Gill and Wolf (1975. Ecology 56:333-345) found that the cost of defense
was more than offset by higher nectar levels of flowers within territories
than in flowers in undefended areas (see handout, Fig. 7-12). This
discrepancy is accentuated by the birds themselves, because exclusive use
permits regulation of return time to particular areas and regeneration
of nectar by flowers after feeding. Territory size varies tremendously,
but each territory contains just enough nectar to supply the sunbird's
daily energy requirements (see handout, Fig. 11.3). When flower
densities are high, territoriality breaks down in association with high
intruder density.
Carpenter and MacMillan (1976. Science
194:639-642) studied territoriality in Hawaiian Honeycreepers (Vestaria
coccinea). Shifts to nonterritorial behavior occur at low (why defend
an area with no food?) and high flower densities (see handout, Fig.

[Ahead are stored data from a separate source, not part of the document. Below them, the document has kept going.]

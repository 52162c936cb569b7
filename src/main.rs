//! clarc-rs CLI: post-hoc bias correction for neural classifiers

use anyhow::{Context, Result};
use clap::{Parser, Subcommand};
use clarc_rs::activations::DEFAULT_SAVE_DIR;
use clarc_rs::{
    extract_activations, select_device, ClassifierConfig, DataLoader, Dataset, Experiment, HookedClassifier,
    RunConfig,
};
use std::path::{Path, PathBuf};
use tracing::{info, warn, Level};
use tracing_subscriber::FmtSubscriber;

#[derive(Parser)]
#[command(name = "clarc-rs")]
#[command(about = "Post-hoc bias correction for neural classifiers")]
#[command(version)]
struct Cli {
    #[command(subcommand)]
    command: Command,

    /// Model architecture JSON
    #[arg(long, global = true)]
    model_config: Option<PathBuf>,

    /// Model weights (safetensors)
    #[arg(long, global = true)]
    weights: Option<PathBuf>,

    /// `HuggingFace` repo holding config.json and model.safetensors
    #[arg(long, global = true, conflicts_with_all = ["model_config", "weights"])]
    hub: Option<String>,

    /// Dataset JSON file
    #[arg(short, long, global = true)]
    data: Option<PathBuf>,

    /// Output directory for results
    #[arg(short, long, global = true, default_value = "outputs")]
    output: PathBuf,

    /// Verbose output
    #[arg(short, long, global = true)]
    verbose: bool,

    /// Force CPU mode
    #[arg(long, global = true)]
    cpu: bool,
}

#[derive(Subcommand)]
enum Command {
    /// Extract and cache layer activations
    Extract {
        /// Experiment name (names the cache file)
        #[arg(long, default_value = "experiment")]
        name: String,

        /// Comma-separated layer names (default: all)
        #[arg(long, value_delimiter = ',')]
        layers: Vec<String>,

        #[arg(long, default_value_t = 32)]
        batch_size: usize,

        /// Re-extract even if a cache file exists
        #[arg(long)]
        no_cache: bool,

        #[arg(long, default_value = DEFAULT_SAVE_DIR)]
        save_dir: PathBuf,
    },
    /// Run the correction described by a config file
    Correct {
        /// Run configuration JSON
        #[arg(short, long)]
        config: PathBuf,
    },
    /// List named layers and parameter tensors
    Layers,
}

fn main() -> Result<()> {
    let cli = Cli::parse();

    // Initialize logging
    let level = if cli.verbose {
        Level::DEBUG
    } else {
        Level::INFO
    };
    let subscriber = FmtSubscriber::builder()
        .with_max_level(level)
        .with_target(false)
        .finish();
    tracing::subscriber::set_global_default(subscriber)?;

    match &cli.command {
        Command::Extract {
            name,
            layers,
            batch_size,
            no_cache,
            save_dir,
        } => {
            println!("=== clarc-rs: activation extraction ===");
            let model = load_model(&cli, cli.cpu)?;
            let dataset = load_dataset(&cli)?;
            let loader = DataLoader::new(dataset, *batch_size, model.device())?;
            let layers = (!layers.is_empty()).then_some(layers.as_slice());

            let store = extract_activations(&model, &loader, name, layers, !no_cache, save_dir)?;
            println!("\n=== Activations ===");
            for layer in store.layer_names() {
                let dims = store.require_layer(layer)?.dims().to_vec();
                println!("{layer:30} {dims:?}");
            }
        }
        Command::Correct { config } => {
            println!("=== clarc-rs: model correction ===");
            let config = RunConfig::load(config)?;
            println!("Experiment: {}", config.experiment_name);
            println!("Method:     {}", config.correction.name());
            println!("Output:     {}", cli.output.display());
            if cli.cpu || config.force_cpu() {
                println!("Mode:       CPU (forced)");
            }

            let model = load_model(&cli, cli.cpu || config.force_cpu())?;
            let dataset = load_dataset(&cli)?;
            let experiment_name = config.experiment_name.clone();

            let (model, results) = Experiment::new(model, config).run(&dataset)?;

            println!("\n=== Results ===");
            for (label, report) in [("Baseline", &results.baseline), ("Corrected", &results.corrected)] {
                println!(
                    "{:10} accuracy {:5.1}%  balanced {:5.1}%  {} {:+.3}",
                    label,
                    report.accuracy * 100.0,
                    report.balanced_accuracy * 100.0,
                    report.metric,
                    report.bias
                );
            }
            if let Some(lwo) = &results.lwo {
                println!("\nThreshold: {:.3} (phi {:.3})", lwo.best_tau, lwo.best_phi);
            }
            if let Some(cav) = &results.cav {
                println!("\nConcept vectors: {} (layer {}, norm {:.3})", cav.saved_to, cav.layer, cav.norm);
            }

            // Save results
            std::fs::create_dir_all(&cli.output)?;
            let results_path = cli.output.join(format!("{experiment_name}_results.json"));
            std::fs::write(&results_path, serde_json::to_string_pretty(&results)?)?;
            info!("Results saved to {}", results_path.display());

            let weights_path = cli.output.join(format!("{experiment_name}_corrected.safetensors"));
            model.save(&weights_path)?;
            if results.cav.is_some() {
                warn!(
                    "{} holds the uncorrected weights; the {} correction is a forward hook built from the concept vectors",
                    weights_path.display(),
                    results.method
                );
            } else {
                info!("Corrected weights saved to {}", weights_path.display());
            }
        }
        Command::Layers => {
            let model = load_model(&cli, true)?;
            println!("=== Layers ===");
            for name in model.named_modules() {
                println!("{name}");
            }
            println!("\n=== Parameters ===");
            for (i, (name, var)) in model.parameters().iter().enumerate() {
                println!("{i:3} {name:30} {:?}", var.dims());
            }
            println!("\nTotal weights: {}", model.n_weights());
        }
    }

    Ok(())
}

fn load_model(cli: &Cli, force_cpu: bool) -> Result<HookedClassifier> {
    let device = select_device(force_cpu);
    let model = match (&cli.hub, &cli.model_config, &cli.weights) {
        (Some(repo), _, _) => HookedClassifier::from_hub(repo, &device)?,
        (None, Some(config), Some(weights)) => HookedClassifier::load(config, weights, &device)?,
        (None, Some(config), None) => {
            warn!("No weights given, using randomly initialised parameters");
            HookedClassifier::new(ClassifierConfig::load(config)?, &device)?
        }
        (None, None, _) => anyhow::bail!("pass --model-config (with --weights) or --hub"),
    };
    info!(
        "Model: {} modules, {} parameter tensors, {} weights",
        model.named_modules().len(),
        model.n_parameter_tensors(),
        model.n_weights()
    );
    Ok(model)
}

fn load_dataset(cli: &Cli) -> Result<Dataset> {
    let path: &Path = cli.data.as_deref().context("--data is required for this command")?;
    let dataset = Dataset::load(path)?;
    info!(
        "Dataset: {} samples, {} in group 1, {} positive",
        dataset.len(),
        dataset.group_count(1),
        dataset.label_count(1)
    );
    Ok(dataset)
}
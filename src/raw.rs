//! Raw fixed-capacity block of uninitialized slots
//!
//! 未初始化槽位的原始定长内存块
//!
//! `RawBlock` owns an allocation large enough for `capacity` values of `T` and
//! nothing else: it never constructs, reads or drops elements. The owner tracks
//! which slots are live.
//!
//! `RawBlock` 只拥有一块可容纳 `capacity` 个 `T` 的内存：它从不构造、读取或
//! 释放元素，由所有者负责跟踪哪些槽位是有效的。

use crate::error::CircularVecError;
use std::alloc::{self, Layout};
use std::marker::PhantomData;
use std::ptr::NonNull;

pub(crate) struct RawBlock<T> {
    /// Start of the allocation (dangling when nothing is allocated)
    ///
    /// 分配的起始地址（未分配时为悬垂指针）
    ptr: NonNull<T>,

    /// Number of slots
    ///
    /// 槽位数量
    capacity: usize,

    _marker: PhantomData<T>,
}

impl<T> RawBlock<T> {
    /// Create a block with no storage
    ///
    /// 创建一个没有存储的内存块
    #[inline]
    pub const fn empty() -> Self {
        Self {
            ptr: NonNull::dangling(),
            capacity: 0,
            _marker: PhantomData,
        }
    }

    /// Allocate a block with the specified number of slots
    ///
    /// 分配指定槽位数量的内存块
    ///
    /// Capacity 0 allocates nothing. Zero-sized types never touch the allocator.
    ///
    /// 容量为 0 时不分配。零大小类型从不调用分配器。
    ///
    /// # Errors
    /// - `CapacityOverflow` if `capacity * size_of::<T>()` exceeds `isize::MAX`
    /// - `AllocationFailed` if the allocator returns null
    pub fn try_with_capacity(capacity: usize) -> Result<Self, CircularVecError> {
        if capacity == 0 {
            return Ok(Self::empty());
        }

        let layout = Layout::array::<T>(capacity).map_err(|_| CircularVecError::CapacityOverflow)?;
        if layout.size() == 0 {
            return Ok(Self {
                ptr: NonNull::dangling(),
                capacity,
                _marker: PhantomData,
            });
        }

        // SAFETY: layout has a non-zero size
        // 安全性：layout 的大小非零
        let raw = unsafe { alloc::alloc(layout) };
        let ptr = NonNull::new(raw.cast::<T>())
            .ok_or(CircularVecError::AllocationFailed { capacity, layout })?;

        Ok(Self {
            ptr,
            capacity,
            _marker: PhantomData,
        })
    }

    #[inline]
    pub fn capacity(&self) -> usize {
        self.capacity
    }

    /// Get a pointer to the slot at the specified index
    ///
    /// 获取指定索引处槽位的指针
    ///
    /// # Safety
    /// - `index` must be ≤ capacity
    ///
    /// # 安全性
    /// - `index` 必须 ≤ capacity
    #[inline(always)]
    pub unsafe fn slot(&self, index: usize) -> *mut T {
        debug_assert!(index <= self.capacity);
        unsafe { self.ptr.as_ptr().add(index) }
    }
}

impl<T> Drop for RawBlock<T> {
    fn drop(&mut self) {
        if self.capacity == 0 {
            return;
        }
        if let Ok(layout) = Layout::array::<T>(self.capacity) {
            if layout.size() != 0 {
                // SAFETY: allocated in try_with_capacity with this exact layout
                // 安全性：由 try_with_capacity 以相同 layout 分配
                unsafe { alloc::dealloc(self.ptr.as_ptr().cast::<u8>(), layout) };
            }
        }
    }
}

// Note: RawBlock never drops elements. The ring store above it is responsible
// for dropping every live slot before the block is released.
//
// 注意：RawBlock 从不释放元素。上层环形存储负责在释放内存块之前 drop 所有有效槽位。

unsafe impl<T: Send> Send for RawBlock<T> {}
unsafe impl<T: Sync> Sync for RawBlock<T> {}
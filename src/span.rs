//! Span views over a circular vector
//!
//! 环形向量的区间视图
//!
//! A logical range of a circular vector covers at most two contiguous runs of
//! physical memory: the second one is empty unless the range wraps past the end
//! of the storage block. `Spans` and `SpansMut` expose those two runs as plain
//! slices so callers can bulk-copy, hash or serialize without dealing with
//! wrap-around themselves.
//!
//! 环形向量的一个逻辑区间至多覆盖两段连续的物理内存：除非区间越过存储块末尾，
//! 否则第二段为空。`Spans` 和 `SpansMut` 以普通切片的形式暴露这两段，
//! 调用者无需自行处理环绕即可批量拷贝、哈希或序列化。

use std::iter::Chain;
use std::slice;

/// Read-only view of a logical range as two slices
///
/// 以两个切片表示逻辑区间的只读视图
#[derive(Debug, PartialEq, Eq, Hash)]
pub struct Spans<'a, T> {
    first: &'a [T],
    second: &'a [T],
}

impl<T> Clone for Spans<'_, T> {
    fn clone(&self) -> Self {
        *self
    }
}

impl<T> Copy for Spans<'_, T> {}

impl<'a, T> Spans<'a, T> {
    #[inline]
    pub(crate) fn new(first: &'a [T], second: &'a [T]) -> Self {
        Self { first, second }
    }

    /// First run, starting at the first element of the range
    ///
    /// 第一段，从区间的第一个元素开始
    #[inline]
    pub fn first(&self) -> &'a [T] {
        self.first
    }

    /// Second run, empty unless the range wraps
    ///
    /// 第二段，除非区间环绕否则为空
    #[inline]
    pub fn second(&self) -> &'a [T] {
        self.second
    }

    #[inline]
    pub fn len(&self) -> usize {
        self.first.len() + self.second.len()
    }

    #[inline]
    pub fn is_empty(&self) -> bool {
        self.first.is_empty() && self.second.is_empty()
    }

    /// Whether the range is split across the end of the storage block
    ///
    /// 区间是否跨越存储块末尾
    #[inline]
    pub fn is_wrapped(&self) -> bool {
        !self.second.is_empty()
    }

    /// Both runs as a tuple
    #[inline]
    pub fn as_slices(&self) -> (&'a [T], &'a [T]) {
        (self.first, self.second)
    }

    #[inline]
    pub fn iter(&self) -> Chain<slice::Iter<'a, T>, slice::Iter<'a, T>> {
        self.first.iter().chain(self.second.iter())
    }

    /// Copy the range into the start of `dest`
    ///
    /// 将区间拷贝到 `dest` 的开头
    ///
    /// # Panics
    /// Panics if `dest` is shorter than the range.
    ///
    /// 若 `dest` 比区间短则 panic。
    pub fn copy_to_slice(&self, dest: &mut [T])
    where
        T: Copy,
    {
        assert!(dest.len() >= self.len(), "destination slice too short");
        let (head, tail) = dest.split_at_mut(self.first.len());
        head.copy_from_slice(self.first);
        tail[..self.second.len()].copy_from_slice(self.second);
    }
}

impl<'a, T> IntoIterator for Spans<'a, T> {
    type Item = &'a T;
    type IntoIter = Chain<slice::Iter<'a, T>, slice::Iter<'a, T>>;

    fn into_iter(self) -> Self::IntoIter {
        self.first.iter().chain(self.second.iter())
    }
}

/// Mutable view of a logical range as two slices
///
/// 以两个切片表示逻辑区间的可变视图
#[derive(Debug, PartialEq, Eq, Hash)]
pub struct SpansMut<'a, T> {
    first: &'a mut [T],
    second: &'a mut [T],
}

impl<'a, T> SpansMut<'a, T> {
    #[inline]
    pub(crate) fn new(first: &'a mut [T], second: &'a mut [T]) -> Self {
        Self { first, second }
    }

    #[inline]
    pub fn first(&mut self) -> &mut [T] {
        &mut *self.first
    }

    #[inline]
    pub fn second(&mut self) -> &mut [T] {
        &mut *self.second
    }

    #[inline]
    pub fn len(&self) -> usize {
        self.first.len() + self.second.len()
    }

    #[inline]
    pub fn is_empty(&self) -> bool {
        self.first.is_empty() && self.second.is_empty()
    }

    #[inline]
    pub fn is_wrapped(&self) -> bool {
        !self.second.is_empty()
    }

    /// Consume the view, returning both runs
    ///
    /// 消耗视图，返回两段切片
    #[inline]
    pub fn into_slices(self) -> (&'a mut [T], &'a mut [T]) {
        (self.first, self.second)
    }

    #[inline]
    pub fn iter_mut(&mut self) -> Chain<slice::IterMut<'_, T>, slice::IterMut<'_, T>> {
        self.first.iter_mut().chain(self.second.iter_mut())
    }

    /// Overwrite the range from the start of `src`
    ///
    /// 用 `src` 开头的元素覆盖区间
    ///
    /// # Panics
    /// Panics if `src` is shorter than the range.
    pub fn copy_from_slice(&mut self, src: &[T])
    where
        T: Copy,
    {
        assert!(src.len() >= self.len(), "source slice too short");
        let (head, tail) = src.split_at(self.first.len());
        self.first.copy_from_slice(head);
        self.second.copy_from_slice(&tail[..self.second.len()]);
    }

    /// Set every element of the range to clones of `value`
    ///
    /// 将区间内每个元素设为 `value` 的克隆
    pub fn fill(&mut self, value: T)
    where
        T: Clone,
    {
        self.first.fill(value.clone());
        self.second.fill(value);
    }
}

impl<'a, T> IntoIterator for SpansMut<'a, T> {
    type Item = &'a mut T;
    type IntoIter = Chain<slice::IterMut<'a, T>, slice::IterMut<'a, T>>;

    fn into_iter(self) -> Self::IntoIter {
        self.first.iter_mut().chain(self.second.iter_mut())
    }
}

11.4). They suggested that there is simply no reason to defend territories
when resources are superabundant.
Peter Myers (e.g., Myers, JP. et
al. 1979. Auk 96:551-561) studied winter territoriality in Sanderlings
(Calidris alba) along the California coastline. In his study area
wintering Sanderlings defend linear stretches of beach from 10 m
to 120 m wide in the wave-washed zone at high tides. There is generally
only 1 prey species encountered along these beaches, an isopod that reaches
peak densities in the upper intertidal zone. Territory size is inversely
related to prey density, and areas of low prey density aren't defended
(see handout, Fig. 2), as in honeycreepers and sunbirds. In areas
of the highest prey density, the territory holders attempt to exclude other
Sanderlings but are unsuccessful when flocks move in. At such times the
territory holder gives up its defense and joins the foraging flock as long
as the flock remains. This study shows that individuals did attempt to
maintain territories in areas of highest prey densities but were unable
to do so when the costs of defense were too high.
Sanderling winter territoriality broke
down completely in Dyers' study area when a Merlin appeared on the scene.
Merlins are efficient predators of shorebirds, but flocking is an effective
means of defense. For example, Kenward (see Alcock) found that success
rates of goshawks pursuing pigeons are inversely related to flock size
due to increased vigilance in larger flocks.